The Southern Transition Council (STC) is the major player within the Southern Movement today. Since its establishment in 2017, the STC has effectively been calling for the establishment of “a sovereign independent federal state” in southern Yemen—a proposal the internationally recognized government of Yemen (IRGY) has continuously rejected. The IRGY and the STC are adversaries and politically and militarily challenge each other. But despite this, both have been members of the Presidential Leadership Council (PLC) since its establishment in April 2022, opening the door for a pragmatic relationship between the two, especially in light of recent Saudi-Houthi talks in Sanaa.

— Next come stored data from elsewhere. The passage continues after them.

use serde_json::Value;

const REQUIRED_TRUE: &[&str] = &["noEmit", "forceConsistentCasingInFileNames"];

// Implied by `"strict": true`.
const STRICT_FLAGS: &[&str] = &[
    "noImplicitAny",
    "noImplicitThis",
    "strictNullChecks",
    "strictFunctionTypes",
];

const FORBIDDEN: &[&str] = &["paths", "baseUrl", "typeRoots"];

/// Checks one `tsconfig.json` against repository conventions.
pub fn check_tsconfig(json: &Value) -> Vec<String> {
    let Some(options) = json.get("compilerOptions").and_then(Value::as_object) else {
        return vec!["\"compilerOptions\" must be an object".to_string()];
    };

    let mut problems = Vec::new();
    let is_true = |key: &str| options.get(key) == Some(&Value::Bool(true));

    for key in REQUIRED_TRUE {
        if !is_true(*key) {
            problems.push(format!("\"compilerOptions.{key}\" must be true"));
        }
    }

    if !is_true("strict") {
        for key in STRICT_FLAGS {
            if !is_true(*key) {
                problems.push(format!(
                    "\"compilerOptions.{key}\" must be true (or set \"strict\": true)"
                ));
            }
        }
    }

    match options.get("types").and_then(Value::as_array) {
        Some(types) if types.is_empty() => {}
        _ => problems.push("\"compilerOptions.types\" must be []".to_string()),
    }

    for key in FORBIDDEN {
        if options.contains_key(*key) {
            problems.push(format!("\"compilerOptions.{key}\" is not allowed"));
        }
    }

    let lists_index = json
        .get("files")
        .and_then(Value::as_array)
        .is_some_and(|files| files.iter().any(|f| f.as_str() == Some("index.d.ts")));
    if !lists_index {
        problems.push("\"files\" must include \"index.d.ts\"".to_string());
    }

    problems
}
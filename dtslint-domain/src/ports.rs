use anyhow::Context;
use camino::{Utf8Path, Utf8PathBuf};
use fs_err as fs;

/// Read-only access to one package directory.
///
/// dtslint-domain uses this so metadata discovery can be tested against an in-memory implementation.
pub trait PackageView {
    fn root(&self) -> &Utf8Path;

    fn read_to_string(&self, rel: &Utf8Path) -> anyhow::Result<String>;

    fn exists(&self, rel: &Utf8Path) -> bool;

    /// Names of the immediate subdirectories of the package root, sorted.
    fn subdirectories(&self) -> anyhow::Result<Vec<String>>;
}

/// File-system backed `PackageView`.
#[derive(Debug, Clone)]
pub struct FsPackageView {
    root: Utf8PathBuf,
}

impl FsPackageView {
    pub fn new(root: Utf8PathBuf) -> Self {
        Self { root }
    }

    fn abs(&self, rel: &Utf8Path) -> Utf8PathBuf {
        if rel.is_absolute() {
            rel.to_path_buf()
        } else {
            self.root.join(rel)
        }
    }
}

impl PackageView for FsPackageView {
    fn root(&self) -> &Utf8Path {
        &self.root
    }

    fn read_to_string(&self, rel: &Utf8Path) -> anyhow::Result<String> {
        let abs = self.abs(rel);
        fs::read_to_string(&abs).with_context(|| format!("read {}", abs))
    }

    fn exists(&self, rel: &Utf8Path) -> bool {
        self.abs(rel).exists()
    }

    fn subdirectories(&self) -> anyhow::Result<Vec<String>> {
        let mut out = Vec::new();
        for entry in fs::read_dir(&self.root).with_context(|| format!("list {}", self.root))? {
            let entry = entry.with_context(|| format!("list {}", self.root))?;
            if !entry.file_type()?.is_dir() {
                continue;
            }
            match entry.file_name().into_string() {
                Ok(name) => out.push(name),
                Err(name) => anyhow::bail!("non UTF-8 directory name {:?} in {}", name, self.root),
            }
        }
        out.sort();
        Ok(out)
    }
}
//! Repository-layout and package-convention checks.
//!
//! Each check collects every problem it finds so a package author can fix them in one pass.

mod layout;
mod package_json;
mod tsconfig;

pub use layout::{OlderVersion, PackageLocation, check_layout};
pub use package_json::check_package_json;
pub use tsconfig::check_tsconfig;

use crate::metadata::{PackageMetadata, read_json};
use crate::ports::PackageView;
use camino::Utf8PathBuf;
use dtslint_types::VersionParseError;
use thiserror::Error;
use tracing::debug;

#[derive(Debug, Error, Clone, PartialEq, Eq)]
pub enum ConventionError {
    #[error(
        "{path} is not inside a DefinitelyTyped checkout: expected <root>/types/<name> \
         or <root>/types/<name>/v<N>"
    )]
    Layout { path: Utf8PathBuf },

    #[error("{path} is missing")]
    MissingFile { path: Utf8PathBuf },

    #[error("{path} could not be read: {message}")]
    Unreadable { path: Utf8PathBuf, message: String },

    #[error("{path} has problems:\n  - {}", .problems.join("\n  - "))]
    PackageJson {
        path: Utf8PathBuf,
        problems: Vec<String>,
    },

    #[error("{path} has problems:\n  - {}", .problems.join("\n  - "))]
    Tsconfig {
        path: Utf8PathBuf,
        problems: Vec<String>,
    },

    #[error("there is an entry named {name} in {path}, but it is not a valid TypeScript version")]
    VersionDirectory {
        path: Utf8PathBuf,
        name: String,
        #[source]
        source: VersionParseError,
    },

    #[error("directory {name} in {path} should be spelled {expected}")]
    NonCanonicalDirectory {
        path: Utf8PathBuf,
        name: String,
        expected: String,
    },
}

/// Runs the `package.json` check and the `tsconfig.json` check for the root and every `tsX.Y`
/// directory. Stops at the first file with problems.
pub fn check_conventions(
    view: &dyn PackageView,
    location: &PackageLocation,
    metadata: &PackageMetadata,
) -> Result<(), ConventionError> {
    let problems = check_package_json(&metadata.package_json, location, &metadata.cutoffs);
    if !problems.is_empty() {
        return Err(ConventionError::PackageJson {
            path: view.root().join("package.json"),
            problems,
        });
    }

    let dirs = std::iter::once(Utf8PathBuf::new()).chain(
        metadata
            .cutoffs
            .iter()
            .map(|c| Utf8PathBuf::from(c.directory_name())),
    );
    for dir in dirs {
        let index = dir.join("index.d.ts");
        if !view.exists(&index) {
            return Err(ConventionError::MissingFile {
                path: view.root().join(index),
            });
        }

        let rel = dir.join("tsconfig.json");
        debug!(path = %rel, "checking tsconfig");
        let json = read_json(view, &rel)?;
        let problems = check_tsconfig(&json);
        if !problems.is_empty() {
            return Err(ConventionError::Tsconfig {
                path: view.root().join(&rel),
                problems,
            });
        }
    }

    Ok(())
}
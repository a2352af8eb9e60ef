//! Listen mode: newline-delimited JSON requests on stdin, one JSON report per line on stdout.
//!
//! Requests are handled one at a time. A failing request only affects its own report.

use anyhow::Context;
use camino::Utf8PathBuf;
use dtslint_types::report::{PackageReport, ReportStatus, ToolInfo};
use serde::Deserialize;
use std::io::{BufRead, Write};
use tracing::{debug, warn};

#[derive(Debug, Clone, PartialEq, Eq, Deserialize)]
#[serde(rename_all = "camelCase")]
pub struct ListenRequest {
    pub path: Utf8PathBuf,

    #[serde(default)]
    pub only_test_ts_next: bool,

    #[serde(default)]
    pub expect_only: bool,
}

/// Reads requests until end of input. Only I/O failures on the streams end the loop early.
pub fn serve<R, W, F>(input: R, mut output: W, tool: &ToolInfo, mut handle: F) -> anyhow::Result<()>
where
    R: BufRead,
    W: Write,
    F: FnMut(ListenRequest) -> PackageReport,
{
    for line in input.lines() {
        let line = line.context("read request")?;
        if line.trim().is_empty() {
            continue;
        }

        let report = match serde_json::from_str::<ListenRequest>(&line) {
            Ok(request) => {
                debug!(path = %request.path, "listen request");
                handle(request)
            }
            Err(e) => {
                warn!(error = %e, "malformed listen request");
                let mut report = PackageReport::new(tool.clone(), "", "");
                report.status = ReportStatus::Error;
                report.errors.push(format!("malformed request: {e}"));
                report
            }
        };

        serde_json::to_writer(&mut output, &report).context("write report")?;
        output.write_all(b"\n").context("write report")?;
        output.flush().context("flush report")?;
    }
    Ok(())
}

Increased Southern Grievances
The STC and the Yemeni government’s problematic relationship today is directly impacted by a long historical context of deep-seated, decades-long tensions between the government of former President Ali Abdullah Saleh and the Southern Movement. Many argue that the tensions began in 2007, at the beginning of the Southern Movement. However, these tensions have their roots in the unification period, when a combination of nation-building and the attempted integration of the North and the South ultimately turned out to be a failure. The unified government under Saleh’s rule failed to manage the challenges of integrating the northern and southern economic systems and resolving the implications of the post-civil war period. Over the next three decades, the Southern Movement faced a fierce crackdown by Saleh’s regime, which antagonized Yemeni citizens in the south and essentially made them second-class citizens.

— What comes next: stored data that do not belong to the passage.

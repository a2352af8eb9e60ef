//! Per-package validation pipeline, extracted from the CLI.
//!
//! The order is fixed: layout, metadata, conventions, range plan, one compiler run per planned
//! version, then the compatibility check. The first failure ends the run.

use crate::ports::{CheckRequest, CompatChecker, ExpectedFailureSource, TypeChecker};
use crate::settings::RunSettings;
use anyhow::Context;
use chrono::Utc;
use dtslint_domain::{
    ConventionError, FsPackageView, PackageLocation, PackageMetadata, PlanError, RangePlanner,
    Rejection, check_conventions, check_layout, read_metadata, reconcile,
};
use dtslint_types::report::{CompatSummary, PackageReport, ReportStatus, ToolInfo};
use dtslint_types::{CheckOutcome, TsTarget, ValidationRange};
use tracing::{debug, info, warn};

/// Error type for pipeline results. Exit code 2 = the package was rejected, 1 = the run could not
/// be planned or executed.
#[derive(Debug, thiserror::Error)]
pub enum ToolError {
    #[error(transparent)]
    Convention(#[from] ConventionError),

    #[error(
        "TypeScript {target} reported errors for \"{package}\" in {directory}:\n{}",
        .diagnostics.join("\n")
    )]
    TypeCheck {
        package: String,
        target: TsTarget,
        directory: String,
        diagnostics: Vec<String>,
    },

    #[error(transparent)]
    Compat(#[from] Rejection),

    #[error(transparent)]
    Plan(#[from] PlanError),

    #[error("{0:#}")]
    Internal(#[from] anyhow::Error),
}

impl ToolError {
    /// True when the package itself is at fault rather than the run.
    pub fn is_rejection(&self) -> bool {
        matches!(
            self,
            ToolError::Convention(_) | ToolError::TypeCheck { .. } | ToolError::Compat(_)
        )
    }

    pub fn exit_code(&self) -> u8 {
        if self.is_rejection() { 2 } else { 1 }
    }
}

/// A package that passed the static checks, with its range plan.
#[derive(Debug, Clone)]
pub struct PackagePlan {
    pub location: PackageLocation,
    pub metadata: PackageMetadata,
    pub ranges: Vec<ValidationRange>,
}

/// Outcome of `run_package`. The report is filled in as far as the run got.
#[derive(Debug)]
pub struct PackageOutcome {
    pub report: PackageReport,
    pub error: Option<ToolError>,
}

impl PackageOutcome {
    pub fn exit_code(&self) -> u8 {
        self.error.as_ref().map_or(0, ToolError::exit_code)
    }
}

/// Checks layout and conventions, then plans every range. Nothing is executed.
pub fn plan_package(settings: &RunSettings) -> Result<PackagePlan, ToolError> {
    let location = check_layout(&settings.package_dir)?;
    plan_located(settings, location)
}

fn plan_located(
    settings: &RunSettings,
    location: PackageLocation,
) -> Result<PackagePlan, ToolError> {
    let view = FsPackageView::new(settings.package_dir.clone());
    let metadata = read_metadata(&view)?;
    check_conventions(&view, &location, &metadata)?;

    let ranges = RangePlanner::new(&settings.catalogue).plan(
        settings.mode,
        metadata.minimum,
        &metadata.cutoffs,
    )?;
    debug!(package = %location.label(), ranges = ranges.len(), "planned package");

    Ok(PackagePlan {
        location,
        metadata,
        ranges,
    })
}

/// Runs the whole validation for one package.
pub fn run_package(
    settings: &RunSettings,
    checker: &dyn TypeChecker,
    compat: &dyn CompatChecker,
    expected: &dyn ExpectedFailureSource,
    tool: ToolInfo,
) -> PackageOutcome {
    let fallback_label = settings
        .package_dir
        .file_name()
        .unwrap_or(settings.package_dir.as_str())
        .to_string();
    let mut report = PackageReport::new(tool, fallback_label, settings.package_dir.as_str());
    report.run.started_at = Some(Utc::now());

    let result = validate(settings, checker, compat, expected, &mut report);

    report.run.ended_at = Some(Utc::now());
    report.status = match &result {
        Ok(()) => ReportStatus::Pass,
        Err(e) if e.is_rejection() => ReportStatus::Fail,
        Err(_) => ReportStatus::Error,
    };
    if let Err(e) = &result {
        warn!(package = %report.package, error = %e, "package failed");
        report.errors.push(e.to_string());
    } else {
        info!(package = %report.package, versions = report.versions_checked.len(), "package passed");
    }

    PackageOutcome {
        report,
        error: result.err(),
    }
}

fn validate(
    settings: &RunSettings,
    checker: &dyn TypeChecker,
    compat: &dyn CompatChecker,
    expected: &dyn ExpectedFailureSource,
    report: &mut PackageReport,
) -> Result<(), ToolError> {
    let location = check_layout(&settings.package_dir)?;
    report.package = location.label();

    let plan = plan_located(settings, location)?;
    report.ranges = plan.ranges.clone();

    for range in &plan.ranges {
        let dir = match &range.directory {
            Some(d) => settings.package_dir.join(d),
            None => settings.package_dir.clone(),
        };
        for target in settings.catalogue.expand(range.low, range.high) {
            info!(
                package = %report.package,
                version = %target,
                directory = range.directory_label(),
                "type-checking"
            );
            let request = CheckRequest {
                package: report.package.clone(),
                dir: dir.clone(),
                target,
                is_latest: range.is_latest,
                expect_only: settings.expect_only,
                local_ts: settings.local_ts.clone(),
            };
            let diagnostics = checker
                .check(&request)
                .with_context(|| format!("type-check {} with TypeScript {target}", dir))?;
            report.versions_checked.push(target);
            if !diagnostics.is_empty() {
                return Err(ToolError::TypeCheck {
                    package: report.package.clone(),
                    target,
                    directory: range.directory_label().to_string(),
                    diagnostics,
                });
            }
        }
    }

    if !settings.compat_enabled || settings.expect_only {
        debug!(package = %report.package, "compatibility check skipped");
        return Ok(());
    }
    check_compat(settings, &plan.location, compat, expected, report)
}

fn check_compat(
    settings: &RunSettings,
    location: &PackageLocation,
    compat: &dyn CompatChecker,
    expected: &dyn ExpectedFailureSource,
    report: &mut PackageReport,
) -> Result<(), ToolError> {
    let label = location.label();
    let expected_failure = expected
        .expected_failures()
        .context("load expected-failure list")?
        .iter()
        .any(|p| *p == label);

    let result = compat
        .check(&settings.package_dir, location)
        .with_context(|| format!("run compatibility check for {label}"))?;
    debug!(package = %label, status = %result.status, expected_failure, "compatibility check finished");

    let verdict = reconcile(result.status, expected_failure, &result.output, &label);
    report.compat = Some(CompatSummary {
        status: result.status,
        expected_failure,
        accepted: verdict.is_ok(),
    });

    match verdict {
        Ok(Some(message)) => {
            info!(package = %label, "{message}");
            report.messages.push(message);
            Ok(())
        }
        Ok(None) => {
            if result.status == CheckOutcome::Error {
                debug!(package = %label, "ignoring compatibility tool error for expected failure");
            }
            Ok(())
        }
        Err(rejection) => Err(rejection.into()),
    }
}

Prior to 2015, southern grievances included exclusion from political power, discrimination, abuses against southern security and military officers, and land rights violations. Similar grievances existed in the North, but they were differently motivated in each region. The southern region suffered the most from alienation and exploitation by Saleh’s regime.
Despite the liberation of Aden from the Houthis, the government has failed to provide citizens in the South with basic services.

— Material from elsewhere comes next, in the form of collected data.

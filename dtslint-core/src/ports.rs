//! Port traits abstracting the external tools away from the pipeline.

use camino::{Utf8Path, Utf8PathBuf};
use dtslint_domain::PackageLocation;
use dtslint_types::{CompatReport, TsTarget};

/// One compiler invocation.
#[derive(Debug, Clone, PartialEq, Eq)]
pub struct CheckRequest {
    /// Package label, e.g. `node` or `node/v18`.
    pub package: String,
    /// Directory to type-check: the package root or one of its `tsX.Y` directories.
    pub dir: Utf8PathBuf,
    pub target: TsTarget,
    /// Set for the root range, where the full lint rule set applies.
    pub is_latest: bool,
    pub expect_only: bool,
    /// Compiler build to use when `target` is `TsTarget::Local`.
    pub local_ts: Option<Utf8PathBuf>,
}

/// Runs one compiler version against one directory.
pub trait TypeChecker {
    /// Returns the diagnostics; an empty list means the directory type-checks.
    fn check(&self, request: &CheckRequest) -> anyhow::Result<Vec<String>>;
}

/// Runs the external compatibility checker against the package.
pub trait CompatChecker {
    fn check(
        &self,
        package_dir: &Utf8Path,
        location: &PackageLocation,
    ) -> anyhow::Result<CompatReport>;
}

/// Source of the known-failing allow-list.
pub trait ExpectedFailureSource {
    /// Package labels expected to fail the compatibility check.
    fn expected_failures(&self) -> anyhow::Result<Vec<String>>;
}
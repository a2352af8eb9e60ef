use serde::{Deserialize, Serialize};
use std::fmt;
use std::str::FromStr;
use thiserror::Error;

/// A TypeScript compiler version at `major.minor` granularity.
///
/// Ordering is numeric per component, so `3.10` sorts after `3.2`.
#[derive(Debug, Clone, Copy, PartialEq, Eq, PartialOrd, Ord, Hash, Serialize, Deserialize)]
#[serde(try_from = "String", into = "String")]
pub struct TsVersion {
    major: u16,
    minor: u16,
}

#[derive(Debug, Error, Clone, PartialEq, Eq)]
pub enum VersionParseError {
    #[error("'{input}' is not a TypeScript version (expected <major>.<minor>)")]
    Malformed { input: String },
}

impl TsVersion {
    pub const fn new(major: u16, minor: u16) -> Self {
        Self { major, minor }
    }

    pub fn major(self) -> u16 {
        self.major
    }

    pub fn minor(self) -> u16 {
        self.minor
    }

    /// Name of the override directory holding declarations valid up to this version.
    pub fn directory_name(self) -> String {
        format!("ts{}", self)
    }

    /// Parses a `tsX.Y` directory name.
    ///
    /// Returns `None` when the name has no `ts` prefix at all, and `Some(Err(_))` when it does but
    /// the remainder is not a version.
    pub fn from_directory_name(name: &str) -> Option<Result<Self, VersionParseError>> {
        name.strip_prefix("ts").map(str::parse)
    }
}

impl fmt::Display for TsVersion {
    fn fmt(&self, f: &mut fmt::Formatter<'_>) -> fmt::Result {
        write!(f, "{}.{}", self.major, self.minor)
    }
}

impl FromStr for TsVersion {
    type Err = VersionParseError;

    fn from_str(s: &str) -> Result<Self, Self::Err> {
        let malformed = || VersionParseError::Malformed {
            input: s.to_string(),
        };
        let (major, minor) = s.split_once('.').ok_or_else(malformed)?;
        let digits = |part: &str| !part.is_empty() && part.bytes().all(|b| b.is_ascii_digit());
        if !digits(major) || !digits(minor) {
            return Err(malformed());
        }
        Ok(Self {
            major: major.parse().map_err(|_| malformed())?,
            minor: minor.parse().map_err(|_| malformed())?,
        })
    }
}

impl TryFrom<String> for TsVersion {
    type Error = VersionParseError;

    fn try_from(value: String) -> Result<Self, Self::Error> {
        value.parse()
    }
}

impl From<TsVersion> for String {
    fn from(v: TsVersion) -> Self {
        v.to_string()
    }
}

/// Bound of a validation range: a catalogue version, or an ad-hoc local compiler build.
#[derive(Debug, Clone, Copy, PartialEq, Eq, Hash, Serialize, Deserialize)]
#[serde(try_from = "String", into = "String")]
pub enum TsTarget {
    Version(TsVersion),
    Local,
}

impl TsTarget {
    pub const LOCAL: &'static str = "local";

    pub fn version(self) -> Option<TsVersion> {
        match self {
            TsTarget::Version(v) => Some(v),
            TsTarget::Local => None,
        }
    }
}

impl From<TsVersion> for TsTarget {
    fn from(v: TsVersion) -> Self {
        TsTarget::Version(v)
    }
}

impl fmt::Display for TsTarget {
    fn fmt(&self, f: &mut fmt::Formatter<'_>) -> fmt::Result {
        match self {
            TsTarget::Version(v) => v.fmt(f),
            TsTarget::Local => f.write_str(Self::LOCAL),
        }
    }
}

impl FromStr for TsTarget {
    type Err = VersionParseError;

    fn from_str(s: &str) -> Result<Self, Self::Err> {
        if s == Self::LOCAL {
            Ok(TsTarget::Local)
        } else {
            s.parse().map(TsTarget::Version)
        }
    }
}

impl TryFrom<String> for TsTarget {
    type Error = VersionParseError;

    fn try_from(value: String) -> Result<Self, Self::Error> {
        value.parse()
    }
}

impl From<TsTarget> for String {
    fn from(t: TsTarget) -> Self {
        t.to_string()
    }
}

In the wake of Yemen’s 2011 uprising and the overthrow of Saleh’s regime, national plans for federalism were intended to resolve southern grievances. However, with the beginning of the current civil war between the Houthi armed group and then President Abdrabbuh Mansur Hadi’s government in 2014, the conflict weakened the government, deepened southern grievances, and radicalized the Southern Movement. Today, southern grievances include insecurity, negligence, and poverty. The government has failed to protect people in the South on many occasions; but the Southern Resistance Committees and later the STC did. Despite the liberation of Aden from the Houthi armed group in 2015, the government has failed to provide citizens in the South with basic services such as electricity, water, and infrastructure development, and has also failed to stabilize the Yemeni currency, which has depreciated more in the South than in the North.
The STC-IRGY Relationship
There exists an undeniable incompatibility between the IRGY and the STC. This incompatibility includes the 2017 dispute between former President Hadi, and the then governor of Aden (who is also the leader of the STC), Aidarous al-Zubaidi. Although Hadi is a southerner, he was unpopular in the South because he supported the pro-unification northern war against the South in 1994 and favored the Islah political party that dominated his government, and that was a foe of southerners. The dispute between Hadi and al-Zubaidi included the fact that Hadi’s government had northern generals who were loyal to him but adversaries of al-Zubaidi, and also stemmed from al-Zubaidi’s close ties with the United Arab Emirates, which had strained relations with the Hadi government. Consequently, Hadi sacked al-Zubaidi, who the following month announced the establishment of the Southern Transitional Council, with which numerous armed groups are affiliated. In 2018, STC-affiliated armed forces seized control of the Yemeni government’s headquarters in Aden. This “takeover” of Aden marked the increasingly strained relations between Hadi and the UAE.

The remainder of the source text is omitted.